I've lost entire vintages overnight.
Here's what winter survival looks like when you farm wine in the highest elevation wine region in North America.
Winter is the most important and least controllable season in my vineyard. I can't stop the cold and since the vines go dormant, I don't find out the results until May.
Most years blend together, but there are three scenarios that keep me up at night.
The Fall of 2020 was unseasonably warm. Days got into the 70s without a freeze until November. Then it dropped to 13 degrees overnight. Without a gradual decline into dormancy, every vine above got zapped above ground. They came back from the roots, but I lost my entire 2021 vintage with zero way to prevent it.
Before I took over, my dad had also lost the entire vineyard to hard frosts that dropped below -10 midwinter.

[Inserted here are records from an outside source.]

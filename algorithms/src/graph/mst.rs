//! Minimum spanning trees over `WeightedGraph`.
//!
//! Variables:
//!   V, E     = node count, listed half-edge count
//!   T        = tree under construction, |T| = number of undirected edges
//!
//! Equations:
//!   Kruskal:  sort E by w ascending; accept (u, v) iff find(u) != find(v)
//!   Prim:     grow T from the first node; accept the lightest edge (u, v)
//!             with u in T and v not in T
//!   done      <=> |T| = V - 1
//!   E exhausted before done  =>  graph is disconnected
//!
//! Ties on weight are broken by node key order, then by position in the
//! node's neighbour list.

use std::cmp::Ordering;
use std::collections::{BTreeMap, BTreeSet, BinaryHeap};
use std::fmt;
use std::str::FromStr;

use serde::{Deserialize, Serialize};
use tracing::{debug, trace};

use super::union_find::DisjointSet;
use super::weighted::{Weight, WeightedGraph};
use crate::error::{AlgorithmError, Result};

#[derive(Clone, Copy, Debug, Default, PartialEq, Eq, Hash, Serialize, Deserialize)]
#[serde(rename_all = "lowercase")]
pub enum MstStrategy {
    #[default]
    Kruskal,
    Prim,
}

impl fmt::Display for MstStrategy {
    fn fmt(&self, f: &mut fmt::Formatter<'_>) -> fmt::Result {
        match self {
            MstStrategy::Kruskal => f.write_str("kruskal"),
            MstStrategy::Prim => f.write_str("prim"),
        }
    }
}

impl FromStr for MstStrategy {
    type Err = AlgorithmError;

    fn from_str(s: &str) -> Result<Self> {
        match s.trim().to_ascii_lowercase().as_str() {
            "kruskal" => Ok(MstStrategy::Kruskal),
            "prim" => Ok(MstStrategy::Prim),
            other => Err(AlgorithmError::invalid(format!(
                "unknown MST strategy `{other}`"
            ))),
        }
    }
}

pub fn build_mst<N, W>(
    graph: &WeightedGraph<N, W>,
    strategy: MstStrategy,
) -> Result<WeightedGraph<N, W>>
where
    N: Ord + Clone + fmt::Debug,
    W: Weight,
{
    debug!(%strategy, nodes = graph.node_count(), "building minimum spanning tree");
    let tree = match strategy {
        MstStrategy::Kruskal => kruskal(graph)?,
        MstStrategy::Prim => prim(graph)?,
    };
    debug!(
        %strategy,
        edges = tree.edge_count(),
        weight = ?tree.total_weight(),
        "spanning tree complete"
    );
    Ok(tree)
}

/// Kruskal's algorithm with a disjoint-set cycle check.
pub fn kruskal<N, W>(graph: &WeightedGraph<N, W>) -> Result<WeightedGraph<N, W>>
where
    N: Ord + Clone + fmt::Debug,
    W: Weight,
{
    graph.validate()?;
    let target = graph.node_count() - 1;
    let index = graph.index();

    let mut edges: Vec<(&N, &N, W)> = graph.half_edges().collect();
    // stable: equal weights keep key order
    edges.sort_by(|a, b| a.2.partial_cmp(&b.2).unwrap_or(Ordering::Equal));

    let mut tree = empty_tree(graph);
    let mut sets = DisjointSet::new(index.len());
    let mut accepted = 0;

    for (a, b, w) in edges {
        if accepted == target {
            break;
        }
        let (Some(&i), Some(&j)) = (index.get(a), index.get(b)) else {
            continue;
        };
        if sets.union(i, j) {
            trace!(from = ?a, to = ?b, weight = ?w, "kruskal accepted edge");
            tree.add_edge(a.clone(), b.clone(), w);
            accepted += 1;
        }
    }

    if accepted < target {
        return Err(disconnected(format!("{} components", sets.set_count())));
    }
    Ok(tree)
}

/// Prim's algorithm grown from the first node in key order.
pub fn prim<N, W>(graph: &WeightedGraph<N, W>) -> Result<WeightedGraph<N, W>>
where
    N: Ord + Clone + fmt::Debug,
    W: Weight,
{
    graph.validate()?;
    let target = graph.node_count() - 1;
    let Some(root) = graph.nodes().next() else {
        return Err(AlgorithmError::invalid("graph has no nodes"));
    };
    let incident = incident_edges(graph);

    let mut tree = empty_tree(graph);
    let mut in_tree: BTreeSet<&N> = BTreeSet::new();
    let mut frontier = BinaryHeap::new();
    let mut seq = 0usize;
    let mut accepted = 0;

    in_tree.insert(root);
    push_incident(&incident, root, &in_tree, &mut frontier, &mut seq);

    while accepted < target {
        let Some(Candidate { weight, from, to, .. }) = frontier.pop() else {
            return Err(disconnected(format!(
                "reached {} of {} nodes",
                in_tree.len(),
                graph.node_count()
            )));
        };
        if !in_tree.insert(to) {
            continue;
        }
        trace!(from = ?from, to = ?to, weight = ?weight, "prim accepted edge");
        tree.add_edge(from.clone(), to.clone(), weight);
        accepted += 1;
        push_incident(&incident, to, &in_tree, &mut frontier, &mut seq);
    }
    Ok(tree)
}

fn empty_tree<N, W>(graph: &WeightedGraph<N, W>) -> WeightedGraph<N, W>
where
    N: Ord + Clone + fmt::Debug,
    W: Weight,
{
    let mut tree = WeightedGraph::new();
    for node in graph.nodes() {
        tree.add_node(node.clone());
    }
    tree
}

fn disconnected(detail: String) -> AlgorithmError {
    AlgorithmError::unreachable(format!(
        "graph is disconnected ({detail}), no spanning tree exists"
    ))
}

/// Both directions of every listed edge, so one-sided listings are seen
/// from either endpoint.
fn incident_edges<N, W>(graph: &WeightedGraph<N, W>) -> BTreeMap<&N, Vec<(&N, W)>>
where
    N: Ord + Clone + fmt::Debug,
    W: Weight,
{
    let mut incident: BTreeMap<&N, Vec<(&N, W)>> = BTreeMap::new();
    for (a, b, w) in graph.half_edges() {
        incident.entry(a).or_default().push((b, w));
        incident.entry(b).or_default().push((a, w));
    }
    incident
}

fn push_incident<'g, N: Ord, W: Copy + PartialOrd>(
    incident: &BTreeMap<&'g N, Vec<(&'g N, W)>>,
    node: &'g N,
    in_tree: &BTreeSet<&'g N>,
    frontier: &mut BinaryHeap<Candidate<'g, N, W>>,
    seq: &mut usize,
) {
    let Some(edges) = incident.get(node) else {
        return;
    };
    for &(to, weight) in edges {
        if in_tree.contains(to) {
            continue;
        }
        frontier.push(Candidate {
            weight,
            seq: *seq,
            from: node,
            to,
        });
        *seq += 1;
    }
}

/// Heap entry ordered so `BinaryHeap::pop` yields the lightest, oldest edge.
struct Candidate<'g, N, W> {
    weight: W,
    seq: usize,
    from: &'g N,
    to: &'g N,
}

impl<N, W: PartialOrd> Ord for Candidate<'_, N, W> {
    fn cmp(&self, other: &Self) -> Ordering {
        other
            .weight
            .partial_cmp(&self.weight)
            .unwrap_or(Ordering::Equal)
            .then_with(|| other.seq.cmp(&self.seq))
    }
}

impl<N, W: PartialOrd> PartialOrd for Candidate<'_, N, W> {
    fn partial_cmp(&self, other: &Self) -> Option<Ordering> {
        Some(self.cmp(other))
    }
}

impl<N, W: PartialOrd> PartialEq for Candidate<'_, N, W> {
    fn eq(&self, other: &Self) -> bool {
        self.cmp(other) == Ordering::Equal
    }
}

impl<N, W: PartialOrd> Eq for Candidate<'_, N, W> {}
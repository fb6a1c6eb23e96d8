//! Tracing subscriber setup
//!
//! `RUST_LOG` takes precedence over the configured level. Output goes to
//! stderr so command output on stdout stays clean.

use anyhow::{Result, anyhow};
use tracing_subscriber::{EnvFilter, layer::SubscriberExt, util::SubscriberInitExt};

use crate::config::LoggingConfig;

pub fn init_tracing(logging: &LoggingConfig, verbose: bool) -> Result<()> {
    let level = if verbose { "debug" } else { logging.level.as_str() };
    let filter = EnvFilter::try_from_default_env().unwrap_or_else(|_| EnvFilter::new(level));

    let registry = tracing_subscriber::registry().with(filter);
    let result = if logging.format == "json" {
        registry
            .with(
                tracing_subscriber::fmt::layer()
                    .json()
                    .with_writer(std::io::stderr),
            )
            .try_init()
    } else {
        registry
            .with(
                tracing_subscriber::fmt::layer()
                    .with_target(false)
                    .with_writer(std::io::stderr),
            )
            .try_init()
    };

    result.map_err(|e| anyhow!("Failed to initialize tracing: {e}"))
}
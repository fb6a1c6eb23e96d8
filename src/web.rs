use anyhow::{Context, Result};
use axum::Router;
use tower_http::cors::{Any, CorsLayer};
use tower_http::trace::TraceLayer;

use crate::api::{self, ApiState};
use crate::config::ServerConfig;

pub fn app(state: ApiState) -> Router {
    let cors = CorsLayer::new()
        .allow_origin(Any)
        .allow_methods(Any)
        .allow_headers(Any);

    Router::new()
        .nest("/api", api::router(state))
        .layer(TraceLayer::new_for_http())
        .layer(cors)
}

pub async fn run(server: &ServerConfig, state: ApiState) -> Result<()> {
    let addr = format!("{}:{}", server.bind, server.port);
    let listener = tokio::net::TcpListener::bind(&addr)
        .await
        .with_context(|| format!("Failed to bind {addr}"))?;
    tracing::info!("Evacuation API running at http://{}/api", addr);
    axum::serve(listener, app(state))
        .await
        .context("Server terminated unexpectedly")
}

This is rare, but when it happens the grapes simply can't survive it and there's nothing I can really do to prevent it.
Last year I lost a third of my vineyard above ground and so did other growers in the region. It never got excessively cold and it was a normal Fall so we are a bit stumped as to why. Our best hypothesis is that since it was such a mild winter without snow, the ground got so dry the vines couldn't make it through. The only thing I can do about that is irrigate heavily right before the water gets shut off in October. I'm not sure how effective it is because that water would have to last 5 months but it's all I've got. This winter has been even drier than last.
I could get crop insurance, but prefer to steer away from government subsidies to make my own contingency plans.
We'll see what happened in May!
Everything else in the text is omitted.